Speaking on the investment required for the Children’s Services budget,  Cllr Chowns said:  ‘We need to make this a county that is good for children to grow up in. It is essential we increase expenditure on Children’s Services to address the under-investment and damaging service cuts imposed by previous administrations.’

Whilst agreeing that road conditions were a key concern for residents, councillors felt wider and more immediate benefit could be achieved by allocating an additional £200k from the Rural Services Grant to fund footbridges, styles and gates to help parish footpath groups to improve rural rights of way.

Jim Kenyon made a plea for funds to repair the dire state of the Hereford athletics track, run by Halo. There was support in the room for the reinstatement of the running track but councillors questioned why Halo had not undertaken the maintenance work required under their lease which has allowed the track to fall into disrepair. Gemma Davies, cabinet member for property and contracts, gave an assurance that the council was working with local athletics interests and Halo to find a way forward.

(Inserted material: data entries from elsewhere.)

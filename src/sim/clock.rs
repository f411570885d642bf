//! Simulation clock
//!
//! Turns wall-clock frame deltas into tick deltas. `Fixed` mode accumulates
//! time and hands out whole steps; `Variable` mode passes each frame's delta
//! straight through after capping it.

/// How frame time becomes tick time
#[derive(Debug, Clone, Copy, PartialEq)]
pub enum ClockMode {
    Fixed { step: f32, max_substeps: u32 },
    Variable,
}

#[derive(Debug, Clone)]
pub struct SimClock {
    mode: ClockMode,
    /// Largest frame delta accepted (stalls are not replayed)
    max_frame_dt: f32,
    accumulator: f32,
}

impl SimClock {
    pub fn fixed(step: f32, max_substeps: u32, max_frame_dt: f32) -> Self {
        Self {
            mode: ClockMode::Fixed { step, max_substeps },
            max_frame_dt,
            accumulator: 0.0,
        }
    }

    pub fn variable(max_frame_dt: f32) -> Self {
        Self {
            mode: ClockMode::Variable,
            max_frame_dt,
            accumulator: 0.0,
        }
    }

    pub fn mode(&self) -> ClockMode {
        self.mode
    }

    /// Feed one frame's elapsed time; returns the deltas to tick with, in order
    pub fn push_frame(&mut self, frame_dt: f32) -> Vec<f32> {
        let frame_dt = frame_dt.clamp(0.0, self.max_frame_dt);
        match self.mode {
            ClockMode::Variable => vec![frame_dt],
            ClockMode::Fixed { step, max_substeps } => {
                self.accumulator += frame_dt;
                let mut steps = Vec::new();
                while self.accumulator >= step && (steps.len() as u32) < max_substeps {
                    self.accumulator -= step;
                    steps.push(step);
                }
                // Drop backlog we refused to simulate
                if steps.len() as u32 == max_substeps {
                    self.accumulator = self.accumulator.min(step);
                }
                steps
            }
        }
    }
}

#[cfg(test)]
mod tests {
    use super::*;

    #[test]
    fn test_fixed_accumulates() {
        let mut clock = SimClock::fixed(0.01, 8, 0.1);
        assert!(clock.push_frame(0.004).is_empty());
        assert!(clock.push_frame(0.004).is_empty());
        assert_eq!(clock.push_frame(0.004), vec![0.01]);
        assert_eq!(clock.push_frame(0.025).len(), 2);
    }

    #[test]
    fn test_fixed_caps_substeps() {
        let mut clock = SimClock::fixed(0.01, 4, 1.0);
        assert_eq!(clock.push_frame(0.5).len(), 4);
        // Backlog dropped, at most one step carried over
        assert!(clock.push_frame(0.0).len() <= 1);
    }

    #[test]
    fn test_variable_caps_frame() {
        let mut clock = SimClock::variable(0.1);
        assert_eq!(clock.push_frame(0.016), vec![0.016]);
        assert_eq!(clock.push_frame(2.0), vec![0.1]);
        assert_eq!(clock.push_frame(-1.0), vec![0.0]);
    }
}
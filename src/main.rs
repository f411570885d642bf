//! Tilt Invaders entry point
//!
//! Runs a headless autopilot session: no window, controls fall back to the
//! keyboard rules, and events are logged instead of drawn or played.
//!
//! Usage: `tilt-invaders [--config PATH] [--seconds N] [--realtime] [--seed N] [--smoothing MODE] [--mute]`

use std::path::PathBuf;
use std::process::ExitCode;
use std::time::{Duration, Instant, SystemTime, UNIX_EPOCH};

use clap::Parser as _;
use tilt_invaders::audio::{self, LogSound};
use tilt_invaders::input::{Controls, NoHardware};
use tilt_invaders::sim::{GameEvent, GamePhase, GameState, SimClock, TickInput, tick};
use tilt_invaders::{GameConfig, Smoothing};

/// Maximum ticks run for one frame
const MAX_SUBSTEPS: u32 = 8;

#[derive(clap::Parser, Debug)]
#[clap(name = "tilt-invaders", about = "Headless Tilt Invaders autopilot run")]
struct Arguments {
    /// JSON config file; defaults are used when absent
    #[clap(long)]
    config: Option<PathBuf>,

    /// Simulated seconds to run
    #[clap(short, long, value_parser, default_value = "30")]
    seconds: f32,

    /// Pace ticks against the wall clock with a variable step
    #[clap(short, long)]
    realtime: bool,

    /// Override the configured RNG seed
    #[clap(long)]
    seed: Option<u64>,

    /// Tilt smoothing mode (off, exponential)
    #[clap(long, value_parser = parse_smoothing)]
    smoothing: Option<Smoothing>,

    /// Skip sound effect dispatch
    #[clap(short, long)]
    mute: bool,
}

fn parse_smoothing(s: &str) -> Result<Smoothing, String> {
    Smoothing::from_str(s).ok_or_else(|| format!("unknown smoothing mode: {s}"))
}

fn main() -> ExitCode {
    env_logger::init();

    let args = Arguments::parse();

    let mut config = match &args.config {
        Some(path) => match GameConfig::load(path) {
            Ok(config) => config,
            Err(e) => {
                log::error!("{e}");
                return ExitCode::FAILURE;
            }
        },
        None => GameConfig::default(),
    };
    if let Some(seed) = args.seed {
        config.seed = Some(seed);
    }
    if let Some(smoothing) = args.smoothing {
        config.input.smoothing = smoothing;
    }

    run(&config, &args);
    ExitCode::SUCCESS
}

fn run(config: &GameConfig, args: &Arguments) {
    let seed = config.seed.unwrap_or_else(|| {
        SystemTime::now()
            .duration_since(UNIX_EPOCH)
            .map(|d| d.as_nanos() as u64)
            .unwrap_or(0)
    });
    log::info!("Tilt Invaders (headless) starting, seed {seed}");

    let mut state = GameState::new(config, seed);
    let mut controls = Controls::detect(&config.input, &mut NoHardware);
    log::info!(
        "Controls: movement={}, fire={}, tilt smoothing={}",
        controls.movement_source(),
        controls.fire_source(),
        config.input.smoothing.as_str()
    );
    let mut sound = LogSound::new();
    sound.set_muted(args.mute);

    let frame = 1.0 / config.target_fps as f32;
    let mut clock = if args.realtime {
        SimClock::variable(config.max_frame_dt)
    } else {
        SimClock::fixed(frame, MAX_SUBSTEPS, config.max_frame_dt)
    };
    log::debug!("Clock: {:?}", clock.mode());

    let mut games = 0u32;
    let mut simulated = 0.0f32;
    let mut last = Instant::now();
    while simulated < args.seconds {
        let frame_dt = if args.realtime {
            std::thread::sleep(Duration::from_secs_f32(frame));
            let now = Instant::now();
            let dt = (now - last).as_secs_f32();
            last = now;
            dt
        } else {
            frame
        };

        for dt in clock.push_frame(frame_dt) {
            let input = TickInput::autopilot(&state);
            tick(&mut state, &mut controls, &input, config, dt);
            simulated += dt;

            let events = state.drain_events();
            audio::dispatch(&events, &mut sound);
            for event in &events {
                match event {
                    GameEvent::GameOver { score } => {
                        games += 1;
                        log::info!("Game {games} over: score {score}, wave {}", state.wave);
                    }
                    GameEvent::InputDowngraded { axis } => {
                        log::warn!("{axis:?} input switched to keyboard");
                    }
                    _ => {}
                }
            }
        }
    }

    controls.shutdown();
    let status = match state.phase {
        GamePhase::Playing => "in progress",
        GamePhase::GameOver => "over",
        GamePhase::Menu => "at menu",
    };
    log::info!(
        "Ran {simulated:.1}s over {} ticks: {games} games finished, current game {status} with score {}, best {}",
        state.time_ticks,
        state.score,
        state.high_score
    );
}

In summing up the debate Liz Harvey, cabinet member for finance, commented: ‘This is not a budget we hoped to be presenting. However, we now have the worst economic and cost of living crisis in a generation alongside spiralling food and fuel costs. We must find a way to deliver statutory services whilst targeting financial support to hard hit households.

‘This budget includes more than £14m of planned savings and efficiencies across a range of council activities and yet we have made sure we remain able to make important investments in our community infrastructure, our transport network, our schools, our economy, our river and our care services.’

‘Council tax remains the fairest way to raise income locally as it ensures that the better off pay a greater proportion of the cost of the services which the least well off rely upon.’